EXERCISE REQUIREMENTS ▸
Extract every line of the material that holds the string "ClassifierModel".

INPUT RECORDS ▸
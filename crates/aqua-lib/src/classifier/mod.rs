//! Water-quality classification pipeline

mod features;
mod inference;
mod policy;

pub use features::{
    ClassificationFeatureBuilder, ClassificationFeatures, CLASSIFICATION_FEATURES,
    PH_ACIDIC_BELOW, PH_ALKALINE_ABOVE, STRESS_CRITICAL_ABOVE, TEMP_BAND,
};
pub use inference::{
    ClassDecision, ClassifierModel, LabelModel, ProbabilityModel, WaterQualityClassifier,
};
pub use policy::{
    PolicyConfig, RecommendationPolicy, BASE_DURATION_SECS, MAX_DURATION_SECS,
    MIN_DURATION_SECS, STRESS_CAP,
};

use crate::error::PipelineError;
use crate::models::{CalibrationConstants, ClassificationResult, QualityLabel, SensorReading};
use crate::schema::FeatureSchema;

/// Feature builder, classifier and policy bound to one loaded model
#[derive(Debug)]
pub struct ClassificationPipeline {
    schema: FeatureSchema,
    builder: ClassificationFeatureBuilder,
    classifier: WaterQualityClassifier,
    policy: RecommendationPolicy,
    version: String,
}

impl ClassificationPipeline {
    /// Bind a model to its schema, failing if the schema asks for unknown features
    pub fn new(
        schema: FeatureSchema,
        constants: CalibrationConstants,
        model: ClassifierModel,
    ) -> Result<Self, PipelineError> {
        schema.ensure_producible(CLASSIFICATION_FEATURES, "classification")?;
        Ok(Self {
            schema,
            builder: ClassificationFeatureBuilder::new(constants),
            classifier: WaterQualityClassifier::new(model),
            policy: RecommendationPolicy::new(),
            version: "unversioned".to_string(),
        })
    }

    pub fn with_version(mut self, version: impl Into<String>) -> Self {
        self.version = version.into();
        self
    }

    pub fn schema(&self) -> &FeatureSchema {
        &self.schema
    }

    pub fn version(&self) -> &str {
        &self.version
    }

    pub fn classifier_kind(&self) -> &'static str {
        self.classifier.kind()
    }

    /// Classify a reading and derive the pump recommendation
    pub fn classify(&self, reading: &SensorReading) -> Result<ClassificationResult, PipelineError> {
        let features = self.builder.build(reading);
        let row = self.schema.assemble(&features)?;
        let decision = self.classifier.classify(&row)?;

        let label = QualityLabel::from_class_index(decision.class_index);
        let recommendation = self.policy.recommend(label, features.stress_score);

        Ok(ClassificationResult {
            label,
            class_index: decision.class_index,
            confidence: decision.confidence,
            stress_score: features.stress_score,
            recommendation,
        })
    }
}
//! Prediction engine combining both pipelines
//!
//! The engine is built once at startup and shared behind an `Arc`. Either
//! pipeline may be absent when the service runs degraded; requests against
//! a missing pipeline fail with `MODEL_NOT_LOADED`.

use crate::classifier::ClassificationPipeline;
use crate::error::PipelineError;
use crate::forecast::{ForecastPipeline, ForecastSchema, LagRow};
use crate::health::components::{CLASSIFIER, FORECASTER};
use crate::models::{ClassificationResult, ForecastRequest, ForecastResult, SensorReading};
use chrono::{DateTime, FixedOffset, Local};
use serde::Serialize;
use tracing::debug;

/// Which models are loaded
#[derive(Debug, Clone, Copy, PartialEq, Eq, Serialize)]
pub struct ModelsLoaded {
    pub classification_loaded: bool,
    pub forecast_loaded: bool,
}

/// Forecast schema in effect; the defaults when no forecast bundle is loaded
#[derive(Debug, Clone, PartialEq, Eq, Serialize)]
pub struct ForecastMeta {
    pub sensor_cols: Vec<String>,
    pub n_lags: usize,
    pub horizon_steps: u32,
    pub horizon_minutes: u32,
    #[serde(skip_serializing_if = "Option::is_none")]
    pub version: Option<String>,
}

impl ForecastMeta {
    fn new(schema: &ForecastSchema, version: Option<&str>) -> Self {
        Self {
            sensor_cols: schema.sensor_cols().to_vec(),
            n_lags: schema.n_lags(),
            horizon_steps: schema.horizon_steps(),
            horizon_minutes: schema.horizon_minutes(),
            version: version.map(str::to_string),
        }
    }
}

/// Engine status reported by the health endpoint
#[derive(Debug, Clone, PartialEq, Eq, Serialize)]
pub struct EngineStatus {
    pub models: ModelsLoaded,
    #[serde(skip_serializing_if = "Option::is_none")]
    pub classification_version: Option<String>,
    pub forecast_meta: ForecastMeta,
}

#[derive(Debug, Default)]
pub struct AquaEngine {
    classification: Option<ClassificationPipeline>,
    forecast: Option<ForecastPipeline>,
}

impl AquaEngine {
    pub fn new(
        classification: Option<ClassificationPipeline>,
        forecast: Option<ForecastPipeline>,
    ) -> Self {
        Self {
            classification,
            forecast,
        }
    }

    pub fn classification(&self) -> Option<&ClassificationPipeline> {
        self.classification.as_ref()
    }

    pub fn forecast_pipeline(&self) -> Option<&ForecastPipeline> {
        self.forecast.as_ref()
    }

    /// Classify one reading and recommend a pump action
    pub fn classify(&self, reading: &SensorReading) -> Result<ClassificationResult, PipelineError> {
        reading.validate()?;
        let pipeline = self
            .classification
            .as_ref()
            .ok_or(PipelineError::ModelNotLoaded(CLASSIFIER))?;
        pipeline.classify(reading)
    }

    /// Forecast anchored at the current local time
    pub fn forecast(&self, request: &ForecastRequest) -> Result<ForecastResult, PipelineError> {
        self.forecast_at(request, Local::now().fixed_offset())
    }

    /// Forecast with an explicit "now" for requests without timestamps
    pub fn forecast_at(
        &self,
        request: &ForecastRequest,
        now: DateTime<FixedOffset>,
    ) -> Result<ForecastResult, PipelineError> {
        let current = current_reading(request)?;
        current.validate()?;
        let pipeline = self
            .forecast
            .as_ref()
            .ok_or(PipelineError::ModelNotLoaded(FORECASTER))?;
        pipeline.forecast(&current, request.history(), now)
    }

    pub fn status(&self) -> EngineStatus {
        EngineStatus {
            models: ModelsLoaded {
                classification_loaded: self.classification.is_some(),
                forecast_loaded: self.forecast.is_some(),
            },
            classification_version: self
                .classification
                .as_ref()
                .map(|p| p.version().to_string()),
            forecast_meta: match &self.forecast {
                Some(p) => ForecastMeta::new(p.forecast_schema(), Some(p.version())),
                None => ForecastMeta::new(&ForecastSchema::default(), None),
            },
        }
    }
}

/// Explicit reading, else the last history point in input order
fn current_reading(request: &ForecastRequest) -> Result<SensorReading, PipelineError> {
    if let Some(reading) = request.explicit_reading() {
        return Ok(reading);
    }
    let history = request.history().ok_or_else(|| {
        PipelineError::InsufficientInput(
            "provide ph, turbidity and temperature or a non-empty history".to_string(),
        )
    })?;
    let index = history.len() - 1;
    let last = &history[index];
    let row = LagRow::from_point(last, index)?;
    debug!(row = index, "Using last history point as the current reading");

    let reading = SensorReading::new(row.ph, row.turbidity, row.temperature);
    Ok(match last.timestamp {
        Some(ts) => reading.at(ts),
        None => reading,
    })
}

RESPONSE TO THE EXERCISE ▸
    ClassDecision, ClassifierModel, LabelModel, ProbabilityModel, WaterQualityClassifier,
        model: ClassifierModel,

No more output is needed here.